Queen Mafa: Aujourd’hui vous avez écrit une œuvre biographique, auto biographique sur vous, qu’est-ce que vous souhaiterez qu’on retienne de maman Jeanne ?
Chacun peut retenir ce qu’il veut dedans. Mais je pense que les leçons que j’ai tirées à travers tous les postes où je suis passée. D’abord c’est le travail. Et le travail bien fait. Ensuite c’est l’honnête. Et le respect de toute personne, du plus grand au plus petit, parce que j’estime que toute personne a droit au respect. Même avec mes enfants. Les gardiens et autres là, vous n’allez pas appeler quelqu’un : « hé gardien », je dis non. Il a un nom. C’est un père de famille. Il faut le respecter. Que ce soit le ministre ou le technicien de surface, chacun a une dignité.
« L’égalité avec l’homme sur le plan intellectuel, sur le plan travail je dis oui. Mais sur le plan relationnel, je donne à l’homme sa place ».
Queen Mafa: Comment arriviez vous à concilier votre vie de couple et vos occupations professionnelles ?

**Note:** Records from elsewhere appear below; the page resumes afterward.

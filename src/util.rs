/// djb2 hash, XOR variant: `h = 5381; h = (h * 33) ^ byte`.
///
/// Bucket selection must match existing deployments bit-for-bit, so the
/// arithmetic is fixed at 64 bits with wrapping multiply.
pub fn djb2_hash_xor(bytes: &[u8]) -> u64 {
    let mut hash: u64 = 5381;
    for &b in bytes {
        hash = hash.wrapping_mul(33) ^ u64::from(b);
    }
    hash
}

/// Seconds since the Unix epoch.
pub fn now_secs() -> u64 {
    time::OffsetDateTime::now_utc().unix_timestamp() as u64
}

#[cfg(test)]
mod tests {
    use super::*;

    #[test]
    fn test_djb2_hash_xor() {
        let h1 = djb2_hash_xor(b"foo");
        let h2 = djb2_hash_xor(b"foo");
        let h3 = djb2_hash_xor(b"alice");

        assert_eq!(h1, h2);
        assert_ne!(h1, h3);
        assert_eq!(djb2_hash_xor(b""), 5381);
    }
}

Jeanne SOME: Je dis c’est une question d’organisation. Moi par exemple, je ne sais pas si ça peut servir, pendant longtemps, je lavais moi-même ma voiture, je faisais ma chambre, personne ne balayait ma chambre. Quand je finis de laver ma voiture, je viens trouver que mon mari est dans la douche, je profite pour faire la chambre. Il assumer d’abord ses responsabilités de mère et de maîtresse de maison. Et je pense que c’est un des défauts de nous les femmes. Quand on arrive à un niveau, on croit que le boy, la bonne sont chargés de tout faire. Non, c’est toi la maitresse de maison. Si la maison n’est pas propre, tu ne vas pas t’en prendre à la bonne. Si le repas n’est pas bon, si tu ne lui as pas appris à faire, elle ne peut pas. L’égalité avec l’homme sur le plan intellectuel, sur le plan travail je dis oui. Mais sur le plan relationnel, je donne à l’homme sa place.

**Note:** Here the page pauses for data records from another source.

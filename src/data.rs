use std::io;
use std::io::prelude::*;
use std::io::Cursor;

use byteorder::{LittleEndian, ReadBytesExt, WriteBytesExt};
use crc::{crc32, Hasher32};

/// crc(4) + timestamp(8) + expires_at(8) + key_len(4) + value_len(4)
pub const HEADER_SIZE: usize = 28;

/// Default per-field decode ceiling. Declared lengths above it are treated
/// as invalid records rather than allocation requests.
pub const DEFAULT_MAX_FIELD_BYTES: u32 = 64 * 1024 * 1024;

/// One log record. A record with an empty value is a tombstone: the logical
/// deletion of its key.
///
/// All integer fields are framed little-endian. The leading CRC-32 covers
/// every byte that follows it, in field order.
#[derive(Debug, Clone, PartialEq, Eq)]
pub struct Record {
    pub timestamp: u64,
    pub expires_at: u64,
    pub key: Vec<u8>,
    pub value: Vec<u8>,
}

impl Record {
    pub fn put<K, V>(timestamp: u64, expires_at: u64, key: K, value: V) -> Record
    where
        K: Into<Vec<u8>>,
        V: Into<Vec<u8>>,
    {
        Record {
            timestamp,
            expires_at,
            key: key.into(),
            value: value.into(),
        }
    }

    pub fn tombstone<K: Into<Vec<u8>>>(timestamp: u64, key: K) -> Record {
        Record {
            timestamp,
            expires_at: 0,
            key: key.into(),
            value: Vec::new(),
        }
    }

    /// An empty value is the tombstone marker; see `put`'s validation in the
    /// engine for why empty values are rejected on the write path.
    pub fn is_tombstone(&self) -> bool {
        self.value.is_empty()
    }

    pub fn size(&self) -> u64 {
        HEADER_SIZE as u64 + self.key.len() as u64 + self.value.len() as u64
    }

    pub fn encode(&self) -> Vec<u8> {
        let mut cursor = Cursor::new(Vec::with_capacity(self.size() as usize));
        cursor.set_position(4);
        cursor.write_u64::<LittleEndian>(self.timestamp).unwrap();
        cursor.write_u64::<LittleEndian>(self.expires_at).unwrap();
        cursor.write_u32::<LittleEndian>(self.key.len() as u32).unwrap();
        cursor
            .write_u32::<LittleEndian>(self.value.len() as u32)
            .unwrap();
        cursor.write_all(&self.key).unwrap();
        cursor.write_all(&self.value).unwrap();

        let checksum = crc32::checksum_ieee(&cursor.get_ref()[4..]);
        cursor.set_position(0);
        cursor.write_u32::<LittleEndian>(checksum).unwrap();

        cursor.into_inner()
    }
}

/// CRC-32 (IEEE polynomial, reflected, init and xorout `0xFFFFFFFF`) over
/// the three pieces of a record that follow the stored checksum. Streamed so
/// the decoder never concatenates header, key and value into one buffer.
fn record_digest(header_tail: &[u8], key: &[u8], value: &[u8]) -> u32 {
    let mut digest = crc32::Digest::new(crc32::IEEE);
    digest.write(header_tail);
    digest.write(key);
    digest.write(value);
    digest.sum32()
}

/// Outcome of decoding one record from a byte stream.
#[derive(Debug, PartialEq, Eq)]
pub enum Decoded {
    /// A complete record whose digest verified.
    Entry(Record),
    /// Zero bytes available at a record boundary: the clean write frontier.
    Eof,
    /// The stream ended mid-record: header bytes consumed and then a short
    /// read, or key/value bytes incomplete.
    Truncated,
    /// Digest mismatch, a zero-length key, or a declared length above the
    /// sanity ceiling.
    BadCrc,
}

/// Reads one record from `reader`.
///
/// Buffers at most `key_len + value_len` bytes, and only after both lengths
/// pass the `max_key_bytes` / `max_value_bytes` ceilings. Genuine I/O
/// failures (anything other than end of stream) surface as `Err`.
pub fn read_record<R: Read>(
    reader: &mut R,
    max_key_bytes: u32,
    max_value_bytes: u32,
) -> io::Result<Decoded> {
    let mut header = [0u8; HEADER_SIZE];
    let mut filled = 0;
    while filled < HEADER_SIZE {
        match reader.read(&mut header[filled..]) {
            Ok(0) => break,
            Ok(n) => filled += n,
            Err(ref e) if e.kind() == io::ErrorKind::Interrupted => continue,
            Err(e) => return Err(e),
        }
    }
    if filled == 0 {
        return Ok(Decoded::Eof);
    }
    if filled < HEADER_SIZE {
        return Ok(Decoded::Truncated);
    }

    let mut cursor = Cursor::new(&header[..]);
    let checksum = cursor.read_u32::<LittleEndian>().unwrap();
    let timestamp = cursor.read_u64::<LittleEndian>().unwrap();
    let expires_at = cursor.read_u64::<LittleEndian>().unwrap();
    let key_len = cursor.read_u32::<LittleEndian>().unwrap();
    let value_len = cursor.read_u32::<LittleEndian>().unwrap();

    // Keys are required, and absurd lengths mean a garbage header.
    if key_len == 0 || key_len > max_key_bytes || value_len > max_value_bytes {
        return Ok(Decoded::BadCrc);
    }

    let mut key = vec![0u8; key_len as usize];
    match reader.read_exact(&mut key) {
        Ok(()) => {}
        Err(ref e) if e.kind() == io::ErrorKind::UnexpectedEof => return Ok(Decoded::Truncated),
        Err(e) => return Err(e),
    }

    let mut value = vec![0u8; value_len as usize];
    match reader.read_exact(&mut value) {
        Ok(()) => {}
        Err(ref e) if e.kind() == io::ErrorKind::UnexpectedEof => return Ok(Decoded::Truncated),
        Err(e) => return Err(e),
    }

    if record_digest(&header[4..], &key, &value) != checksum {
        return Ok(Decoded::BadCrc);
    }

    Ok(Decoded::Entry(Record {
        timestamp,
        expires_at,
        key,
        value,
    }))
}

Je le respecte mon époux et je tiens à ce que sa maison soit propre, que son repas soit correct. Le jour que mon mari n’est pas là pour manger en même temps que nous, je fais en sorte que quand il vient, son repas soit proprement disposé sur la table pour qu’il mange. Ce n’est pas des restes qu’on va lui donner. C’est sa part, bien posé. Je pense qu’il ne faut pas prendre cette histoire égalité homme femme et l’amener partout. Ça ne sert pas. Si Dieu nous a fait différent, c’est que la complémentarité c’est bon. Tu as beau faire, tu entretiens bien ta maison, tu t’habilles bien, tu ne te néglige pas, si ton mari va courir, il va courir. Laisse-le courir, quand il sera fatigué il va venir.
Queen Mafa: Mais maman, le laisser courir et attendre jusqu’à quand ? Pour qu’il revienne vieux, fatigué et malade?

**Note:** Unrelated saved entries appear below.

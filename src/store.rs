//! Record store: one raw table per fetched record file.
//!
//! Tables are keyed by file stem (everything before the first `.`), which
//! for files written by [`crate::pubmed`] is `<sanitized-query-id>_PubMed`.

use crate::error::{PubmetaError, Result};
use crate::record::RecordTable;
use std::path::Path;
use tracing::{info, warn};

/// Record file extension
pub const RECORD_EXTENSION: &str = "jsonl";

/// Named raw tables in load order
#[derive(Debug, Clone, Default)]
pub struct RecordStore {
    tables: Vec<(String, RecordTable)>,
}

impl RecordStore {
    pub fn new() -> Self {
        Self::default()
    }

    /// Load every `*.jsonl` file in `dir`, sorted by file name.
    pub fn load(dir: &Path) -> Result<Self> {
        let mut paths: Vec<_> = std::fs::read_dir(dir)?
            .filter_map(|entry| entry.ok())
            .map(|entry| entry.path())
            .filter(|p| p.is_file() && p.extension().is_some_and(|ext| ext == RECORD_EXTENSION))
            .collect();
        paths.sort();

        let mut store = Self::new();
        for path in paths {
            let Some(key) = table_key(&path) else {
                warn!(path = ?path, "Skipping record file with unusable name");
                continue;
            };
            let table = RecordTable::from_jsonl_path(&path)?;
            store.insert(key, table);
        }

        info!(dir = ?dir, tables = store.len(), "Loaded record tables");
        Ok(store)
    }

    /// Insert or replace a table, keeping the original position on replace
    pub fn insert(&mut self, key: impl Into<String>, table: RecordTable) {
        let key = key.into();
        match self.tables.iter_mut().find(|(k, _)| *k == key) {
            Some((_, existing)) => *existing = table,
            None => self.tables.push((key, table)),
        }
    }

    pub fn get(&self, key: &str) -> Option<&RecordTable> {
        self.tables.iter().find(|(k, _)| k == key).map(|(_, t)| t)
    }

    pub fn keys(&self) -> impl Iterator<Item = &str> {
        self.tables.iter().map(|(k, _)| k.as_str())
    }

    pub fn len(&self) -> usize {
        self.tables.len()
    }

    pub fn is_empty(&self) -> bool {
        self.tables.is_empty()
    }

    /// Concatenate every table whose key contains `term`, case-insensitively.
    ///
    /// Rows without a query label are labelled with `term`, so several
    /// selections can be concatenated and still be told apart by
    /// [`crate::aggregate::count_per_year`].
    pub fn select_by_term(&self, term: &str) -> Result<RecordTable> {
        let needle = term.to_lowercase();
        let matching: Vec<&RecordTable> = self
            .tables
            .iter()
            .filter(|(key, _)| key.to_lowercase().contains(&needle))
            .map(|(_, table)| table)
            .collect();

        if matching.is_empty() {
            let e = PubmetaError::NoMatchingTables(term.to_string());
            warn!(error = %e, "No tables selected");
            return Err(e);
        }

        let rows = RecordTable::concat(matching).into_rows().into_iter().map(|mut row| {
            if row.query.is_none() {
                row.query = Some(term.to_string());
            }
            row
        });
        let selected: RecordTable = rows.collect();
        info!(term = term, rows = selected.len(), "Selected tables by term");
        Ok(selected)
    }
}

fn table_key(path: &Path) -> Option<String> {
    let name = path.file_name()?.to_str()?;
    let key = name.split('.').next()?;
    (!key.is_empty()).then(|| key.to_string())
}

Jeanne SOME : Vous savez, on raconte souvent l’histoire d’une femme délaissée par son mari, parti épouser une seconde femme. Chaque soir, le nouveau couple s’installe côte à côte pour discuter et rire sous ses yeux. Elle, pourtant, ne dit mot.
Elle finit par s’entendre avec l’un de ses frères pour mettre un plan à exécution : désormais, dès qu’ils commencent à échanger, elle rentre s’apprêter avec élégance. Lorsqu’elle ressort, un véhicule klaxonne devant la porte ; elle y monte et s’en va.
Face à cela, le mari commence à douter et se dit que la situation est louche. C’est là toute l’ambiguïté de la jalousie masculine : un homme peut prétendre ne plus vous vouloir, mais il ne supporte pas l’idée qu’un autre vous courtise. Il peut vous négliger, mais dès qu’il sent que vous suscitez de l’intérêt ailleurs, il revient vers vous. ». La leçon est qu’il ne faut jamais se négliger et puis passer le temps à pleurnicher. Il faut se battre. Pleurnicher, tu lui donnes la route. Tu pleures, ok, il est parti. Il faut bien t’arranger, quand il part, toi tu sors, il voit que tu es bien habillé, il va se dire, ça là, y a quelqu’un derrière elle. Je suis en train de la perdre. Il faut faire attention.
Queen Mafa: Quelle était votre stratégie pour faire comprendre à votre époux quand vous n’êtes pas contente ?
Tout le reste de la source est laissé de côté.